//! Stress tests for the shared-memory SPSC ring.
//!
//! - Ordered, lossless delivery across threads for a range of capacities
//! - Exact full/empty boundaries at the largest supported capacity
//! - File-backed rings shared by two independent mappings

use std::thread;

use flash_feed::error::RingError;
use flash_feed::spsc::RetryPolicy;
use flash_feed::{ControlRecord, KillCommand, SnapshotRecord, SpscRing, WireMessage};
use flash_feed::event::Level;
use rand::prelude::*;
use rand_chacha::ChaCha8Rng;

fn record(seq: u64) -> SnapshotRecord {
    SnapshotRecord {
        instrument: (seq % 7) as u32,
        seq,
        exch_ts: seq as i64 * 1_000,
        best_bid: Some(Level::new(2_000 + (seq % 50) as i64, 1 + (seq % 9) as i64)),
        best_ask: (seq % 3 != 0).then(|| Level::new(2_060, 4)),
        imbalance: None,
        stale: seq % 11 == 0,
    }
}

fn transfer(capacity: usize, count: u64, seed: u64) {
    let (mut producer, mut consumer) = SpscRing::anonymous(capacity).unwrap().split();

    let writer = thread::spawn(move || {
        let mut rng = ChaCha8Rng::seed_from_u64(seed);
        for seq in 0..count {
            loop {
                match producer.push(&record(seq), RetryPolicy::Backoff { max_steps: 8 }) {
                    Ok(()) => break,
                    Err(RingError::Contention { .. }) => thread::yield_now(),
                    Err(e) => panic!("unexpected ring error: {e}"),
                }
            }
            // Occasional bursts keep the ring oscillating between full and empty
            if rng.gen_ratio(1, 64) {
                thread::yield_now();
            }
        }
    });

    let mut expected = 0u64;
    while expected < count {
        match consumer.pop::<SnapshotRecord>().unwrap() {
            Some(r) => {
                assert_eq!(r, record(expected), "capacity {capacity}");
                expected += 1;
            }
            None => std::hint::spin_loop(),
        }
    }
    writer.join().unwrap();
    assert!(consumer.pop::<SnapshotRecord>().unwrap().is_none());
}

#[test]
fn test_threaded_transfer_across_capacities() {
    for (i, exp) in [1u32, 2, 3, 5, 8, 12, 16].iter().enumerate() {
        let capacity = 1usize << exp;
        transfer(capacity, 20_000, i as u64);
    }
}

#[test]
fn test_largest_capacity_boundaries() {
    let capacity = 1usize << 20;
    let (mut producer, mut consumer) = SpscRing::anonymous(capacity).unwrap().split();
    for seq in 0..capacity as u64 {
        producer.push(&record(seq), RetryPolicy::TryOnce).unwrap();
    }
    assert_eq!(producer.len(), capacity);
    assert_eq!(
        producer.push(&record(0), RetryPolicy::Spin { max_retries: 3 }),
        Err(RingError::Contention { attempts: 4 })
    );

    for seq in 0..capacity as u64 {
        assert_eq!(consumer.pop::<SnapshotRecord>().unwrap(), Some(record(seq)));
    }
    assert_eq!(consumer.pop::<SnapshotRecord>().unwrap(), None);
    assert!(consumer.is_empty());
}

#[test]
fn test_file_backed_ring_between_mappings() {
    let dir = tempfile::tempdir().unwrap();
    let path = dir.path().join("control");
    let mut producer = SpscRing::create(&path, 64).unwrap().into_producer();
    let mut consumer = SpscRing::attach(&path).unwrap().into_consumer();

    let control = ControlRecord {
        kill: KillCommand::Engage,
        instrument: 3,
        rate_max_orders: 10,
        rate_window_ns: 1_000_000_000,
        issued_at: 42,
    };
    producer.push(&control, RetryPolicy::TryOnce).unwrap();
    producer.push(&record(1), RetryPolicy::TryOnce).unwrap();

    assert_eq!(consumer.pop_message().unwrap(), Some(WireMessage::Control(control)));
    assert_eq!(consumer.pop_message().unwrap(), Some(WireMessage::Snapshot(record(1))));
    assert_eq!(consumer.pop_message().unwrap(), None);
}

#[test]
fn test_consumer_decodes_wrong_kind_as_error() {
    let (mut producer, mut consumer) = SpscRing::anonymous(4).unwrap().split();
    producer.push(&record(5), RetryPolicy::TryOnce).unwrap();
    assert!(matches!(consumer.pop::<ControlRecord>(), Err(RingError::Wire(_))));
    // The bad slot is consumed, not retried forever
    assert_eq!(consumer.pop::<ControlRecord>().unwrap(), None);
}
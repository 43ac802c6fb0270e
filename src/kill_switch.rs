//! Kill switch - one atomic word in shared memory.
//!
//! Layout: a 64-byte region; offset 0 holds a little-endian `u64` state
//! word. Bit 0 set = engaged. Other bits are reserved and zero. Any process
//! that maps the file can engage; only an operator resets.

use std::path::Path;
use std::sync::atomic::{AtomicU64, Ordering};
use std::sync::Arc;

use tracing::warn;

use crate::error::ShmError;
use crate::shm::ShmRegion;

/// Size of the kill-switch region in bytes.
pub const KILL_SWITCH_LEN: usize = 64;

/// Engaged bit of the state word.
pub const ENGAGED: u64 = 1;

/// Handle to a kill-switch word. Clones share the same word.
#[derive(Clone, Debug)]
pub struct KillSwitch {
    region: Arc<ShmRegion>,
}

impl KillSwitch {
    /// Create (or reinitialize) a file-backed switch in the given state.
    pub fn create(path: impl AsRef<Path>, engaged: bool) -> Result<Self, ShmError> {
        let switch = Self {
            region: Arc::new(ShmRegion::create(path, KILL_SWITCH_LEN)?),
        };
        switch.word().store(if engaged { ENGAGED } else { 0 }, Ordering::Release);
        Ok(switch)
    }

    /// Attach to an existing switch without changing its state.
    pub fn open(path: impl AsRef<Path>) -> Result<Self, ShmError> {
        let region = ShmRegion::open(path)?;
        region.require_len(KILL_SWITCH_LEN)?;
        Ok(Self {
            region: Arc::new(region),
        })
    }

    /// Attach to the switch at `path`, creating it if missing.
    ///
    /// An existing flag is never cleared here: `engaged` can only raise it.
    /// Clearing stays an explicit operator `reset`.
    pub fn open_or_create(path: impl AsRef<Path>, engaged: bool) -> Result<Self, ShmError> {
        let path = path.as_ref();
        if !path.exists() {
            return Self::create(path, engaged);
        }
        let switch = Self::open(path)?;
        if engaged {
            switch.engage();
        } else if switch.is_engaged() {
            warn!(?path, "kill switch already engaged at startup");
        }
        Ok(switch)
    }

    /// Process-local switch (tests, single-process setups).
    pub fn in_memory(engaged: bool) -> Result<Self, ShmError> {
        let switch = Self {
            region: Arc::new(ShmRegion::anonymous(KILL_SWITCH_LEN)?),
        };
        switch.word().store(if engaged { ENGAGED } else { 0 }, Ordering::Release);
        Ok(switch)
    }

    #[inline]
    fn word(&self) -> &AtomicU64 {
        self.region.atomic_u64(0)
    }

    /// Acquire load of the engaged bit. Called on every risk check.
    #[inline]
    pub fn is_engaged(&self) -> bool {
        self.word().load(Ordering::Acquire) & ENGAGED != 0
    }

    /// Engage. Idempotent; returns `true` if this call flipped the bit.
    pub fn engage(&self) -> bool {
        let prev = self.word().fetch_or(ENGAGED, Ordering::AcqRel);
        let flipped = prev & ENGAGED == 0;
        if flipped {
            warn!(path = ?self.region.path(), "kill switch engaged");
        }
        flipped
    }

    /// Operator reset.
    pub fn reset(&self) {
        self.word().store(0, Ordering::Release);
        warn!(path = ?self.region.path(), "kill switch reset");
    }

    /// Raw state word.
    #[inline]
    pub fn state_word(&self) -> u64 {
        self.word().load(Ordering::Acquire)
    }
}
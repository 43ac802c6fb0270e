//! Shared-memory regions backed by `memmap2`.
//!
//! A region is either file-backed (usually under `/dev/shm`, visible to
//! other processes) or anonymous (in-process only, used by tests).

use std::fs::OpenOptions;
use std::path::{Path, PathBuf};
use std::sync::atomic::AtomicU64;

use memmap2::{MmapMut, MmapOptions};
use tracing::info;

use crate::error::ShmError;

/// `name` -> `/dev/shm/<name>`; absolute paths are kept as they are.
pub fn shm_path(name: &str) -> PathBuf {
    if name.starts_with('/') {
        PathBuf::from(name)
    } else {
        Path::new("/dev/shm").join(name)
    }
}

/// A mapped region with a stable base address.
pub struct ShmRegion {
    // Keeps the mapping alive; all access goes through `base`
    _map: MmapMut,
    base: *mut u8,
    len: usize,
    path: Option<PathBuf>,
}

// SAFETY: the mapping lives as long as the region; concurrent access goes through atomics
// or through protocols (ring cursors) that hand out exclusive slot ownership
unsafe impl Send for ShmRegion {}
unsafe impl Sync for ShmRegion {}

impl ShmRegion {
    /// Create (or resize) a file-backed region of `len` bytes. Contents of a
    /// freshly created file are zero.
    pub fn create(path: impl AsRef<Path>, len: usize) -> Result<Self, ShmError> {
        let path = path.as_ref();
        let file = OpenOptions::new()
            .read(true)
            .write(true)
            .create(true)
            .truncate(false)
            .open(path)?;
        file.set_len(len as u64)?;
        // SAFETY: the file stays open for the duration of the map call; size fixed above
        let mut map = unsafe { MmapOptions::new().len(len).map_mut(&file)? };
        info!(path = %path.display(), len, "mapped shared memory region");
        let base = map.as_mut_ptr();
        Ok(Self {
            _map: map,
            base,
            len,
            path: Some(path.to_path_buf()),
        })
    }

    /// Map an existing file-backed region at its current size.
    pub fn open(path: impl AsRef<Path>) -> Result<Self, ShmError> {
        let path = path.as_ref();
        let file = OpenOptions::new().read(true).write(true).open(path)?;
        let len = file.metadata()?.len() as usize;
        if len == 0 {
            return Err(ShmError::SizeMismatch { expected: 1, actual: 0 });
        }
        // SAFETY: see `create`
        let mut map = unsafe { MmapOptions::new().len(len).map_mut(&file)? };
        info!(path = %path.display(), len, "attached shared memory region");
        let base = map.as_mut_ptr();
        Ok(Self {
            _map: map,
            base,
            len,
            path: Some(path.to_path_buf()),
        })
    }

    /// Zeroed private region (in-process only).
    pub fn anonymous(len: usize) -> Result<Self, ShmError> {
        let mut map = MmapMut::map_anon(len)?;
        let base = map.as_mut_ptr();
        Ok(Self {
            _map: map,
            base,
            len,
            path: None,
        })
    }

    #[inline]
    pub fn len(&self) -> usize {
        self.len
    }

    #[inline]
    pub fn is_empty(&self) -> bool {
        self.len == 0
    }

    pub fn path(&self) -> Option<&Path> {
        self.path.as_deref()
    }

    /// Fail unless the region holds at least `expected` bytes.
    pub fn require_len(&self, expected: usize) -> Result<(), ShmError> {
        if self.len < expected {
            return Err(ShmError::SizeMismatch {
                expected,
                actual: self.len,
            });
        }
        Ok(())
    }

    /// Atomic view of the 8 bytes at `offset`.
    ///
    /// # Panics
    /// If `offset` is unaligned or out of bounds. Offsets are layout constants.
    #[inline]
    pub fn atomic_u64(&self, offset: usize) -> &AtomicU64 {
        assert!(offset % 8 == 0 && offset + 8 <= self.len, "bad atomic offset {offset}");
        // SAFETY: in bounds, 8-byte aligned (mappings are page aligned), lives as long as &self
        unsafe { &*(self.base.add(offset) as *const AtomicU64) }
    }

    /// Raw pointer to `offset`. Callers own the synchronization.
    #[inline]
    pub fn ptr_at(&self, offset: usize) -> *mut u8 {
        debug_assert!(offset <= self.len);
        // SAFETY: within the mapping
        unsafe { self.base.add(offset) }
    }
}

impl std::fmt::Debug for ShmRegion {
    fn fmt(&self, f: &mut std::fmt::Formatter<'_>) -> std::fmt::Result {
        f.debug_struct("ShmRegion")
            .field("len", &self.len)
            .field("path", &self.path)
            .finish()
    }
}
-*-*-
* [What is required]
Above are the records; print exactly the lines from the line with "Shared-memory regions backed" to the line with "file are zero.", including both, and nothing else.

* [Response]
//! Shared-memory regions backed by `memmap2`.
//!
//! A region is either file-backed (usually under `/dev/shm`, visible to
//! other processes) or anonymous (in-process only, used by tests).

use std::fs::OpenOptions;
use std::path::{Path, PathBuf};
use std::sync::atomic::AtomicU64;

use memmap2::{MmapMut, MmapOptions};
use tracing::info;

use crate::error::ShmError;

/// `name` -> `/dev/shm/<name>`; absolute paths are kept as they are.
pub fn shm_path(name: &str) -> PathBuf {
    if name.starts_with('/') {
        PathBuf::from(name)
    } else {
        Path::new("/dev/shm").join(name)
    }
}

/// A mapped region with a stable base address.
pub struct ShmRegion {
    // Keeps the mapping alive; all access goes through `base`
    _map: MmapMut,
    base: *mut u8,
    len: usize,
    path: Option<PathBuf>,
}

// SAFETY: the mapping lives as long as the region; concurrent access goes through atomics
// or through protocols (ring cursors) that hand out exclusive slot ownership
unsafe impl Send for ShmRegion {}
unsafe impl Sync for ShmRegion {}

impl ShmRegion {
    /// Create (or resize) a file-backed region of `len` bytes. Contents of a
    /// freshly created file are zero.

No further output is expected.